▶ **Directions for this task**
Transcribe each record exactly as it appears.

══ Source material

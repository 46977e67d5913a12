//! Detached (hardware token) signing data.
//!
//! The hash package crosses a process boundary to an external signer, so it
//! is a plain serializable record. The signature blob it sends back may be hex
//! or base64 encoded.

use crate::infra::error::{A3Error, A3Result};
use base64::Engine;
use chrono::{DateTime, Utc};
use serde::{Deserialize, Serialize};
use std::fmt;

/// Algorithm label sent to the external signer.
pub const A3_HASH_ALGORITHM: &str = "SHA-256";

/// Digest package handed to an external signing device.
#[derive(Debug, Clone, PartialEq, Eq, Serialize, Deserialize)]
pub struct A3HashPackage {
    pub hash_hex: String,
    pub algorithm: String,
    pub pdf_size: u64,
    pub timestamp: DateTime<Utc>,
}

/// Raw signature returned by the external signer.
#[derive(Clone, PartialEq, Eq)]
pub struct ExternalSignature(Vec<u8>);

impl ExternalSignature {
    pub fn from_bytes(bytes: Vec<u8>) -> A3Result<Self> {
        if bytes.is_empty() {
            return Err(A3Error::InvalidSignatureBlob(
                "signature is empty".to_string(),
            ));
        }
        Ok(Self(bytes))
    }

    /// Decode a hex or standard base64 blob, whichever parses.
    pub fn decode(encoded: &str) -> A3Result<Self> {
        let trimmed = encoded.trim();
        let is_hex = trimmed.len() % 2 == 0 && trimmed.chars().all(|c| c.is_ascii_hexdigit());
        let bytes = if is_hex {
            hex::decode(trimmed).map_err(|e| A3Error::InvalidSignatureBlob(e.to_string()))?
        } else {
            base64::engine::general_purpose::STANDARD
                .decode(trimmed)
                .map_err(|e| A3Error::InvalidSignatureBlob(e.to_string()))?
        };
        Self::from_bytes(bytes)
    }

    #[must_use]
    pub fn as_slice(&self) -> &[u8] {
        &self.0
    }
}

impl fmt::Debug for ExternalSignature {
    fn fmt(&self, f: &mut fmt::Formatter<'_>) -> fmt::Result {
        write!(f, "ExternalSignature(len={})", self.0.len())
    }
}

#[cfg(test)]
mod tests {
    use super::*;

    #[test]
    fn decode_hex_and_base64() {
        let hex_sig = ExternalSignature::decode("deadbeef").unwrap();
        assert_eq!(hex_sig.as_slice(), &[0xde, 0xad, 0xbe, 0xef]);

        let b64_sig = ExternalSignature::decode("3q2+7w==").unwrap();
        assert_eq!(b64_sig, hex_sig);
    }

    #[test]
    fn empty_blob_is_rejected() {
        assert!(matches!(
            ExternalSignature::decode(""),
            Err(A3Error::InvalidSignatureBlob(_))
        ));
        assert!(ExternalSignature::decode("not base64 !!").is_err());
    }
}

════

▶ **Response area**
repository 46977e67d5913a12
//! Detached (hardware token) signing data.
//!
//! The hash package crosses a process boundary to an external signer, so it
//! is a plain serializable record. The signature blob it sends back may be hex
//! or base64 encoded.

use crate::infra::error::{A3Error, A3Result};
use base64::Engine;
use chrono::{DateTime, Utc};
use serde::{Deserialize, Serialize};
use std::fmt;

/// Algorithm label sent to the external signer.
pub const A3_HASH_ALGORITHM: &str = "SHA-256";

/// Digest package handed to an external signing device.
#[derive(Debug, Clone, PartialEq, Eq, Serialize, Deserialize)]
pub struct A3HashPackage {
    pub hash_hex: String,
    pub algorithm: String,
    pub pdf_size: u64,
    pub timestamp: DateTime<Utc>,
}

/// Raw signature returned by the external signer.
#[derive(Clone, PartialEq, Eq)]
pub struct ExternalSignature(Vec<u8>);

impl ExternalSignature {
    pub fn from_bytes(bytes: Vec<u8>) -> A3Result<Self> {
        if bytes.is_empty() {
            return Err(A3Error::InvalidSignatureBlob(
                "signature is empty".to_string(),
            ));
        }
        Ok(Self(bytes))
    }

    /// Decode a hex or standard base64 blob, whichever parses.
    pub fn decode(encoded: &str) -> A3Result<Self> {
        let trimmed = encoded.trim();
        let is_hex = trimmed.len() % 2 == 0 && trimmed.chars().all(|c| c.is_ascii_hexdigit());
        let bytes = if is_hex {
            hex::decode(trimmed).map_err(|e| A3Error::InvalidSignatureBlob(e.to_string()))?
        } else {
            base64::engine::general_purpose::STANDARD
                .decode(trimmed)
                .map_err(|e| A3Error::InvalidSignatureBlob(e.to_string()))?
        };
        Self::from_bytes(bytes)
    }

    #[must_use]
    pub fn as_slice(&self) -> &[u8] {
        &self.0
    }
}

impl fmt::Debug for ExternalSignature {
    fn fmt(&self, f: &mut fmt::Formatter<'_>) -> fmt::Result {
        write!(f, "ExternalSignature(len={})", self.0.len())
    }
}

#[cfg(test)]
mod tests {
    use super::*;

    #[test]
    fn decode_hex_and_base64() {
        let hex_sig = ExternalSignature::decode("deadbeef").unwrap();
        assert_eq!(hex_sig.as_slice(), &[0xde, 0xad, 0xbe, 0xef]);

        let b64_sig = ExternalSignature::decode("3q2+7w==").unwrap();
        assert_eq!(b64_sig, hex_sig);
    }

    #[test]
    fn empty_blob_is_rejected() {
        assert!(matches!(
            ExternalSignature::decode(""),
            Err(A3Error::InvalidSignatureBlob(_))
        ));
        assert!(ExternalSignature::decode("not base64 !!").is_err());
    }
}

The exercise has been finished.